Work instruction -> Nothing in the records may change when you print them out again.

[Items listed in a dataset]
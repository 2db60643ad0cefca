//! Symptom checker screen
//!
//! Two-stage selection: pick a body region, then toggle its symptoms.
//! Selections accumulate across region changes, so a user can collect
//! symptoms from several regions before resolving. Backing out to the
//! dashboard discards the in-progress selection.

use crate::catalog;
use crate::errors::Result;
use crate::screens::{Display, InputHandler, Screen, Transition};
use crate::session::Session;

/// Parsed input for the region-list stage.
#[derive(Debug, Clone, Copy, PartialEq, Eq)]
pub enum RegionChoice {
    /// 0-based index into [`catalog::BODY_REGIONS`].
    Pick(usize),
    Back,
    Quit,
    Invalid,
}

/// Parsed input for the symptom-toggle stage.
#[derive(Debug, Clone, Copy, PartialEq, Eq)]
pub enum SymptomChoice {
    /// 0-based index into the current region's symptom list.
    Toggle(usize),
    Next,
    Back,
    Quit,
    Invalid,
}

/// Parse a region-stage choice: a 1-based region number or `back`.
pub fn parse_region_choice(input: &str) -> RegionChoice {
    match input.trim().to_lowercase().as_str() {
        "back" | "b" => RegionChoice::Back,
        "quit" | "exit" | "q" => RegionChoice::Quit,
        other => match other.parse::<usize>() {
            Ok(n) if (1..=catalog::BODY_REGIONS.len()).contains(&n) => RegionChoice::Pick(n - 1),
            _ => RegionChoice::Invalid,
        },
    }
}

/// Parse a symptom-stage choice for a region with `count` symptoms.
pub fn parse_symptom_choice(input: &str, count: usize) -> SymptomChoice {
    match input.trim().to_lowercase().as_str() {
        "next" | "n" => SymptomChoice::Next,
        "back" | "b" => SymptomChoice::Back,
        "quit" | "exit" | "q" => SymptomChoice::Quit,
        other => match other.parse::<usize>() {
            Ok(n) if (1..=count).contains(&n) => SymptomChoice::Toggle(n - 1),
            _ => SymptomChoice::Invalid,
        },
    }
}

pub fn run(
    display: &Display,
    input: &mut InputHandler,
    session: &mut Session,
) -> Result<Transition> {
    let mut current_region: Option<&'static str> = None;

    loop {
        match current_region {
            None => {
                display.show_section("Symptom Checker");
                display.show_hint("Select a body part:");
                for (index, region) in catalog::BODY_REGIONS.iter().enumerate() {
                    display.show_numbered(index + 1, region);
                }
                if !session.selected_symptoms().is_empty() {
                    display.show_hint(&format!(
                        "Selected so far: {}",
                        session.selected_symptoms().join(", ")
                    ));
                }
                display.show_hint("Commands: <number>, next, back");

                match input.read_line("> ")? {
                    None => return Ok(Transition::Quit),
                    // "next" is accepted here too so a multi-region
                    // selection can resolve without re-entering a region.
                    Some(line) if parse_symptom_choice(&line, 0) == SymptomChoice::Next => {
                        return Ok(Transition::To(Screen::PossibleDiagnoses));
                    }
                    Some(line) => match parse_region_choice(&line) {
                        RegionChoice::Pick(index) => {
                            current_region = catalog::region_by_index(index);
                        }
                        RegionChoice::Back => {
                            // Leaving the checker discards the draft selection.
                            session.clear_selection();
                            return Ok(Transition::To(Screen::Dashboard));
                        }
                        RegionChoice::Quit => return Ok(Transition::Quit),
                        RegionChoice::Invalid => {
                            display.show_warning(&format!(
                                "Pick a body part between 1 and {}.",
                                catalog::BODY_REGIONS.len()
                            ));
                        }
                    },
                }
            }
            Some(region) => {
                let symptoms = catalog::symptoms_for(region);

                display.show_section(&format!("Symptoms: {}", region));
                for (index, symptom) in symptoms.iter().enumerate() {
                    let marker = if session.is_selected(symptom) {
                        "[x]"
                    } else {
                        "[ ]"
                    };
                    display.show_numbered(index + 1, &format!("{} {}", marker, symptom));
                }
                display.show_hint("Commands: <number> to toggle, next, back");

                match input.read_line("> ")? {
                    None => return Ok(Transition::Quit),
                    Some(line) => match parse_symptom_choice(&line, symptoms.len()) {
                        SymptomChoice::Toggle(index) => {
                            session.toggle_symptom(symptoms[index]);
                        }
                        SymptomChoice::Next => {
                            return Ok(Transition::To(Screen::PossibleDiagnoses));
                        }
                        SymptomChoice::Back => current_region = None,
                        SymptomChoice::Quit => return Ok(Transition::Quit),
                        SymptomChoice::Invalid => {
                            display.show_warning(&format!(
                                "Toggle a symptom between 1 and {}.",
                                symptoms.len()
                            ));
                        }
                    },
                }
            }
        }
    }
}

#[cfg(test)]
mod tests {
    use super::*;

    #[test]
    fn test_parse_region_choice() {
        assert_eq!(parse_region_choice("1"), RegionChoice::Pick(0));
        assert_eq!(parse_region_choice("23"), RegionChoice::Pick(22));
        assert_eq!(parse_region_choice("back"), RegionChoice::Back);
        assert_eq!(parse_region_choice("q"), RegionChoice::Quit);
    }

    #[test]
    fn test_parse_region_choice_out_of_range() {
        assert_eq!(parse_region_choice("0"), RegionChoice::Invalid);
        assert_eq!(parse_region_choice("24"), RegionChoice::Invalid);
        assert_eq!(parse_region_choice("chest"), RegionChoice::Invalid);
    }

    #[test]
    fn test_parse_symptom_choice() {
        assert_eq!(parse_symptom_choice("3", 8), SymptomChoice::Toggle(2));
        assert_eq!(parse_symptom_choice("next", 8), SymptomChoice::Next);
        assert_eq!(parse_symptom_choice("n", 8), SymptomChoice::Next);
        assert_eq!(parse_symptom_choice("back", 8), SymptomChoice::Back);
    }

    #[test]
    fn test_parse_symptom_choice_bounds() {
        assert_eq!(parse_symptom_choice("0", 8), SymptomChoice::Invalid);
        assert_eq!(parse_symptom_choice("9", 8), SymptomChoice::Invalid);
        // A numeric toggle is never valid with no symptoms listed.
        assert_eq!(parse_symptom_choice("1", 0), SymptomChoice::Invalid);
    }
}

Answer box ->
repository 2db60643ad0cefca
//! Symptom checker screen
//!
//! Two-stage selection: pick a body region, then toggle its symptoms.
//! Selections accumulate across region changes, so a user can collect
//! symptoms from several regions before resolving. Backing out to the
//! dashboard discards the in-progress selection.

use crate::catalog;
use crate::errors::Result;
use crate::screens::{Display, InputHandler, Screen, Transition};
use crate::session::Session;

/// Parsed input for the region-list stage.
#[derive(Debug, Clone, Copy, PartialEq, Eq)]
pub enum RegionChoice {
    /// 0-based index into [`catalog::BODY_REGIONS`].
    Pick(usize),
    Back,
    Quit,
    Invalid,
}

/// Parsed input for the symptom-toggle stage.
#[derive(Debug, Clone, Copy, PartialEq, Eq)]
pub enum SymptomChoice {
    /// 0-based index into the current region's symptom list.
    Toggle(usize),
    Next,
    Back,
    Quit,
    Invalid,
}

/// Parse a region-stage choice: a 1-based region number or `back`.
pub fn parse_region_choice(input: &str) -> RegionChoice {
    match input.trim().to_lowercase().as_str() {
        "back" | "b" => RegionChoice::Back,
        "quit" | "exit" | "q" => RegionChoice::Quit,
        other => match other.parse::<usize>() {
            Ok(n) if (1..=catalog::BODY_REGIONS.len()).contains(&n) => RegionChoice::Pick(n - 1),
            _ => RegionChoice::Invalid,
        },
    }
}

/// Parse a symptom-stage choice for a region with `count` symptoms.
pub fn parse_symptom_choice(input: &str, count: usize) -> SymptomChoice {
    match input.trim().to_lowercase().as_str() {
        "next" | "n" => SymptomChoice::Next,
        "back" | "b" => SymptomChoice::Back,
        "quit" | "exit" | "q" => SymptomChoice::Quit,
        other => match other.parse::<usize>() {
            Ok(n) if (1..=count).contains(&n) => SymptomChoice::Toggle(n - 1),
            _ => SymptomChoice::Invalid,
        },
    }
}

pub fn run(
    display: &Display,
    input: &mut InputHandler,
    session: &mut Session,
) -> Result<Transition> {
    let mut current_region: Option<&'static str> = None;

    loop {
        match current_region {
            None => {
                display.show_section("Symptom Checker");
                display.show_hint("Select a body part:");
                for (index, region) in catalog::BODY_REGIONS.iter().enumerate() {
                    display.show_numbered(index + 1, region);
                }
                if !session.selected_symptoms().is_empty() {
                    display.show_hint(&format!(
                        "Selected so far: {}",
                        session.selected_symptoms().join(", ")
                    ));
                }
                display.show_hint("Commands: <number>, next, back");

                match input.read_line("> ")? {
                    None => return Ok(Transition::Quit),
                    // "next" is accepted here too so a multi-region
                    // selection can resolve without re-entering a region.
                    Some(line) if parse_symptom_choice(&line, 0) == SymptomChoice::Next => {
                        return Ok(Transition::To(Screen::PossibleDiagnoses));
                    }
                    Some(line) => match parse_region_choice(&line) {
                        RegionChoice::Pick(index) => {
                            current_region = catalog::region_by_index(index);
                        }
                        RegionChoice::Back => {
                            // Leaving the checker discards the draft selection.
                            session.clear_selection();
                            return Ok(Transition::To(Screen::Dashboard));
                        }
                        RegionChoice::Quit => return Ok(Transition::Quit),
                        RegionChoice::Invalid => {
                            display.show_warning(&format!(
                                "Pick a body part between 1 and {}.",
                                catalog::BODY_REGIONS.len()
                            ));
                        }
                    },
                }
            }
            Some(region) => {
                let symptoms = catalog::symptoms_for(region);

                display.show_section(&format!("Symptoms: {}", region));
                for (index, symptom) in symptoms.iter().enumerate() {
                    let marker = if session.is_selected(symptom) {
                        "[x]"
                    } else {
                        "[ ]"
                    };
                    display.show_numbered(index + 1, &format!("{} {}", marker, symptom));
                }
                display.show_hint("Commands: <number> to toggle, next, back");

                match input.read_line("> ")? {
                    None => return Ok(Transition::Quit),
                    Some(line) => match parse_symptom_choice(&line, symptoms.len()) {
                        SymptomChoice::Toggle(index) => {
                            session.toggle_symptom(symptoms[index]);
                        }
                        SymptomChoice::Next => {
                            return Ok(Transition::To(Screen::PossibleDiagnoses));
                        }
                        SymptomChoice::Back => current_region = None,
                        SymptomChoice::Quit => return Ok(Transition::Quit),
                        SymptomChoice::Invalid => {
                            display.show_warning(&format!(
                                "Toggle a symptom between 1 and {}.",
                                symptoms.len()
                            ));
                        }
                    },
                }
            }
        }
    }
}

#[cfg(test)]
mod tests {
    use super::*;

    #[test]
    fn test_parse_region_choice() {
        assert_eq!(parse_region_choice("1"), RegionChoice::Pick(0));
        assert_eq!(parse_region_choice("23"), RegionChoice::Pick(22));
        assert_eq!(parse_region_choice("back"), RegionChoice::Back);
        assert_eq!(parse_region_choice("q"), RegionChoice::Quit);
    }

    #[test]
    fn test_parse_region_choice_out_of_range() {
        assert_eq!(parse_region_choice("0"), RegionChoice::Invalid);
        assert_eq!(parse_region_choice("24"), RegionChoice::Invalid);
        assert_eq!(parse_region_choice("chest"), RegionChoice::Invalid);
    }

    #[test]
    fn test_parse_symptom_choice() {
        assert_eq!(parse_symptom_choice("3", 8), SymptomChoice::Toggle(2));
        assert_eq!(parse_symptom_choice("next", 8), SymptomChoice::Next);
        assert_eq!(parse_symptom_choice("n", 8), SymptomChoice::Next);
        assert_eq!(parse_symptom_choice("back", 8), SymptomChoice::Back);
    }

    #[test]
    fn test_parse_symptom_choice_bounds() {
        assert_eq!(parse_symptom_choice("0", 8), SymptomChoice::Invalid);
        assert_eq!(parse_symptom_choice("9", 8), SymptomChoice::Invalid);
        // A numeric toggle is never valid with no symptoms listed.
        assert_eq!(parse_symptom_choice("1", 0), SymptomChoice::Invalid);
    }
}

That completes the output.